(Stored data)
%%
// Copyright 2020 Joyent, Inc.

//! The mPlane protocol message shell: capabilities, specifications, and
//! the messages that report on them. Each message carries the temporal
//! scope that governs its validity; specifications may also carry a
//! calendar schedule. Only the surface the scheduling core and its
//! consumers exercise is modeled here, not the full mPlane registry.

use std::collections::BTreeMap;
use std::io::{Error, ErrorKind};

use rand::Rng;
use serde_derive::{Deserialize, Serialize};
use serde_json::Value;

use crate::schedule::Schedule;
use crate::scope::When;

fn new_token() -> String {
    format!("{:032x}", rand::thread_rng().gen::<u128>())
}

/// A measurement a component can perform: its temporal availability,
/// the parameters it accepts, and the result columns it produces.
#[derive(Clone, Debug, Deserialize, PartialEq, Serialize)]
pub struct Capability {
    #[serde(skip_serializing_if = "Option::is_none")]
    label: Option<String>,
    #[serde(skip_serializing_if = "Option::is_none")]
    token: Option<String>,
    when: When,
    #[serde(default, skip_serializing_if = "BTreeMap::is_empty")]
    parameters: BTreeMap<String, Value>,
    #[serde(default, skip_serializing_if = "Vec::is_empty")]
    results: Vec<String>,
}

impl Capability {
    pub fn new(label: &str, when: When) -> Capability {
        Capability {
            label: Some(label.to_string()),
            token: None,
            when,
            parameters: BTreeMap::new(),
            results: Vec::new(),
        }
    }

    pub fn label(&self) -> Option<&str> {
        self.label.as_ref().map(String::as_str)
    }

    pub fn token(&self) -> Option<&str> {
        self.token.as_ref().map(String::as_str)
    }

    pub fn when(&self) -> &When {
        &self.when
    }

    pub fn set_when(&mut self, when: When) {
        self.when = when;
    }

    /// Advertise a parameter, with a constraint value the component
    /// interprets (an allowed set, a range, or a single value).
    pub fn add_parameter(&mut self, name: &str, constraint: Value) {
        self.parameters.insert(name.to_string(), constraint);
    }

    pub fn has_parameter(&self, name: &str) -> bool {
        self.parameters.contains_key(name)
    }

    pub fn parameter_names(&self) -> Vec<&str> {
        self.parameters.keys().map(String::as_str).collect()
    }

    pub fn add_result_column(&mut self, name: &str) {
        self.results.push(name.to_string());
    }

    pub fn has_result_column(&self, name: &str) -> bool {
        self.results.iter().any(|column| column == name)
    }

    pub fn result_columns(&self) -> &[String] {
        &self.results
    }

    pub fn retoken(&mut self) {
        self.token = Some(new_token());
    }
}

/// A request to execute a capability: concrete parameter values plus the
/// temporal scope, and optionally a calendar schedule, governing the
/// execution.
#[derive(Clone, Debug, Deserialize, PartialEq, Serialize)]
pub struct Specification {
    #[serde(skip_serializing_if = "Option::is_none")]
    label: Option<String>,
    #[serde(skip_serializing_if = "Option::is_none")]
    token: Option<String>,
    when: When,
    #[serde(skip_serializing_if = "Option::is_none")]
    schedule: Option<Schedule>,
    #[serde(default, skip_serializing_if = "BTreeMap::is_empty")]
    parameters: BTreeMap<String, Value>,
    #[serde(default, skip_serializing_if = "Vec::is_empty")]
    results: Vec<String>,
}

impl Specification {
    /// Derive a specification from a capability: same shape, with every
    /// parameter left to be filled in.
    pub fn from_capability(cap: &Capability) -> Specification {
        Specification {
            label: cap.label.clone(),
            token: None,
            when: cap.when,
            schedule: None,
            parameters: cap
                .parameters
                .keys()
                .map(|name| (name.clone(), Value::Null))
                .collect(),
            results: cap.results.clone(),
        }
    }

    pub fn label(&self) -> Option<&str> {
        self.label.as_ref().map(String::as_str)
    }

    pub fn token(&self) -> Option<&str> {
        self.token.as_ref().map(String::as_str)
    }

    pub fn when(&self) -> &When {
        &self.when
    }

    pub fn set_when(&mut self, when: When) {
        self.when = when;
    }

    pub fn schedule(&self) -> Option<&Schedule> {
        self.schedule.as_ref()
    }

    pub fn set_schedule(&mut self, schedule: Schedule) {
        self.schedule = Some(schedule);
    }

    pub fn parameter_names(&self) -> Vec<&str> {
        self.parameters.keys().map(String::as_str).collect()
    }

    pub fn has_parameter(&self, name: &str) -> bool {
        self.parameters.contains_key(name)
    }

    /// The filled-in value of a parameter, or `None` if it has not been
    /// filled in yet.
    pub fn get_parameter_value(&self, name: &str) -> Option<&Value> {
        match self.parameters.get(name) {
            None | Some(Value::Null) => None,
            Some(value) => Some(value),
        }
    }

    pub fn set_parameter_value(
        &mut self,
        name: &str,
        value: Value,
    ) -> Result<(), Error> {
        match self.parameters.get_mut(name) {
            Some(slot) => {
                *slot = value;
                Ok(())
            }
            None => Err(Error::new(
                ErrorKind::Other,
                format!("no parameter {} in specification", name),
            )),
        }
    }

    pub fn has_result_column(&self, name: &str) -> bool {
        self.results.iter().any(|column| column == name)
    }

    pub fn result_columns(&self) -> &[String] {
        &self.results
    }

    /// Check the specification is ready to execute: every parameter has
    /// a value.
    pub fn validate(&self) -> Result<(), Error> {
        for (name, value) in &self.parameters {
            if *value == Value::Null {
                return Err(Error::new(
                    ErrorKind::Other,
                    format!("parameter {} has no value", name),
                ));
            }
        }
        Ok(())
    }

    /// True if this specification is structurally satisfiable by `cap`:
    /// every parameter and result column it names is one the capability
    /// offers.
    pub fn fulfills(&self, cap: &Capability) -> bool {
        self.parameters.keys().all(|name| cap.has_parameter(name))
            && self.results.iter().all(|column| cap.has_result_column(column))
    }

    pub fn retoken(&mut self) {
        self.token = Some(new_token());
    }

    pub fn relabel(&mut self, label: &str) {
        self.label = Some(label.to_string());
    }
}

/// Acknowledgement that a measurement is pending; redeemed for its
/// result once the component has one.
#[derive(Clone, Debug, Deserialize, PartialEq, Serialize)]
pub struct Receipt {
    #[serde(skip_serializing_if = "Option::is_none")]
    label: Option<String>,
    #[serde(skip_serializing_if = "Option::is_none")]
    token: Option<String>,
    when: When,
}

impl Receipt {
    pub fn from_specification(spec: &Specification) -> Receipt {
        Receipt {
            label: spec.label.clone(),
            token: spec.token.clone(),
            when: spec.when,
        }
    }

    pub fn label(&self) -> Option<&str> {
        self.label.as_ref().map(String::as_str)
    }

    pub fn token(&self) -> Option<&str> {
        self.token.as_ref().map(String::as_str)
    }

    pub fn when(&self) -> &When {
        &self.when
    }
}

/// A request to exchange a receipt for the completed result.
#[derive(Clone, Debug, Deserialize, PartialEq, Serialize)]
pub struct Redemption {
    #[serde(skip_serializing_if = "Option::is_none")]
    token: Option<String>,
}

impl Redemption {
    pub fn from_receipt(receipt: &Receipt) -> Redemption {
        Redemption {
            token: receipt.token.clone(),
        }
    }

    pub fn token(&self) -> Option<&str> {
        self.token.as_ref().map(String::as_str)
    }
}

/// A completed measurement's output: the window it actually covered and
/// one row of values per sample, cell order following the result
/// columns.
#[derive(Clone, Debug, Deserialize, PartialEq, Serialize)]
pub struct ResultMessage {
    #[serde(skip_serializing_if = "Option::is_none")]
    label: Option<String>,
    #[serde(skip_serializing_if = "Option::is_none")]
    token: Option<String>,
    when: When,
    #[serde(default, skip_serializing_if = "BTreeMap::is_empty")]
    parameters: BTreeMap<String, Value>,
    #[serde(default, skip_serializing_if = "Vec::is_empty")]
    results: Vec<String>,
    #[serde(default, skip_serializing_if = "Vec::is_empty")]
    values: Vec<Vec<Value>>,
}

impl ResultMessage {
    pub fn from_specification(spec: &Specification) -> ResultMessage {
        ResultMessage {
            label: spec.label.clone(),
            token: spec.token.clone(),
            when: spec.when,
            parameters: spec.parameters.clone(),
            results: spec.results.clone(),
            values: Vec::new(),
        }
    }

    pub fn label(&self) -> Option<&str> {
        self.label.as_ref().map(String::as_str)
    }

    pub fn token(&self) -> Option<&str> {
        self.token.as_ref().map(String::as_str)
    }

    pub fn when(&self) -> &When {
        &self.when
    }

    /// Record the window the measurement actually covered.
    pub fn set_when(&mut self, when: When) {
        self.when = when;
    }

    pub fn has_result_column(&self, name: &str) -> bool {
        self.results.iter().any(|column| column == name)
    }

    pub fn result_columns(&self) -> &[String] {
        &self.results
    }

    /// Set one cell, growing the row table as needed. Naming a column
    /// the result does not carry is an error.
    pub fn set_result_value(
        &mut self,
        column: &str,
        value: Value,
        row: usize,
    ) -> Result<(), Error> {
        let col = self
            .results
            .iter()
            .position(|c| c == column)
            .ok_or_else(|| {
                Error::new(
                    ErrorKind::Other,
                    format!("no result column {} in result", column),
                )
            })?;
        while self.values.len() <= row {
            self.values.push(vec![Value::Null; self.results.len()]);
        }
        self.values[row][col] = value;
        Ok(())
    }

    pub fn result_value(&self, column: &str, row: usize) -> Option<&Value> {
        let col = self.results.iter().position(|c| c == column)?;
        self.values.get(row).and_then(|cells| cells.get(col))
    }

    pub fn rows(&self) -> &[Vec<Value>] {
        &self.values
    }
}

/// A protocol-level error report, tied by token to the message that
/// caused it.
#[derive(Clone, Debug, Deserialize, PartialEq, Serialize)]
pub struct Exception {
    #[serde(skip_serializing_if = "Option::is_none")]
    token: Option<String>,
    errmsg: String,
}

impl Exception {
    pub fn new(token: Option<&str>, errmsg: &str) -> Exception {
        Exception {
            token: token.map(String::from),
            errmsg: errmsg.to_string(),
        }
    }

    pub fn token(&self) -> Option<&str> {
        self.token.as_ref().map(String::as_str)
    }

    pub fn errmsg(&self) -> &str {
        &self.errmsg
    }
}

/// A bundle of messages delivered as one.
#[derive(Clone, Debug, Deserialize, PartialEq, Serialize)]
pub struct Envelope {
    messages: Vec<Message>,
}

impl Envelope {
    pub fn new() -> Envelope {
        Envelope {
            messages: Vec::new(),
        }
    }

    pub fn from_messages(messages: Vec<Message>) -> Envelope {
        Envelope { messages }
    }

    pub fn push(&mut self, msg: Message) {
        self.messages.push(msg);
    }

    pub fn messages(&self) -> &[Message] {
        &self.messages
    }

    pub fn into_messages(self) -> Vec<Message> {
        self.messages
    }

    pub fn len(&self) -> usize {
        self.messages.len()
    }

    pub fn is_empty(&self) -> bool {
        self.messages.is_empty()
    }
}

impl Default for Envelope {
    fn default() -> Envelope {
        Envelope::new()
    }
}

/// Any mPlane message, tagged by kind on the wire.
#[derive(Clone, Debug, Deserialize, PartialEq, Serialize)]
#[serde(rename_all = "lowercase")]
pub enum Message {
    Capability(Capability),
    Specification(Specification),
    Receipt(Receipt),
    Redemption(Redemption),
    Result(ResultMessage),
    Exception(Exception),
    Envelope(Envelope),
}

impl Message {
    pub fn kind(&self) -> &'static str {
        match self {
            Message::Capability(_) => "capability",
            Message::Specification(_) => "specification",
            Message::Receipt(_) => "receipt",
            Message::Redemption(_) => "redemption",
            Message::Result(_) => "result",
            Message::Exception(_) => "exception",
            Message::Envelope(_) => "envelope",
        }
    }

    /// The token of the carried message, where its kind has one.
    pub fn token(&self) -> Option<&str> {
        match self {
            Message::Capability(msg) => msg.token(),
            Message::Specification(msg) => msg.token(),
            Message::Receipt(msg) => msg.token(),
            Message::Redemption(msg) => msg.token(),
            Message::Result(msg) => msg.token(),
            Message::Exception(msg) => msg.token(),
            Message::Envelope(_) => None,
        }
    }
}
%%
- YOUR OBJECTIVE
Could you return every line from the entries above in which the string "ErrorKind" occurs?

- RESPONSE FOR THIS EXERCISE
use std::io::{Error, ErrorKind};
                ErrorKind::Other,
                    ErrorKind::Other,
                    ErrorKind::Other,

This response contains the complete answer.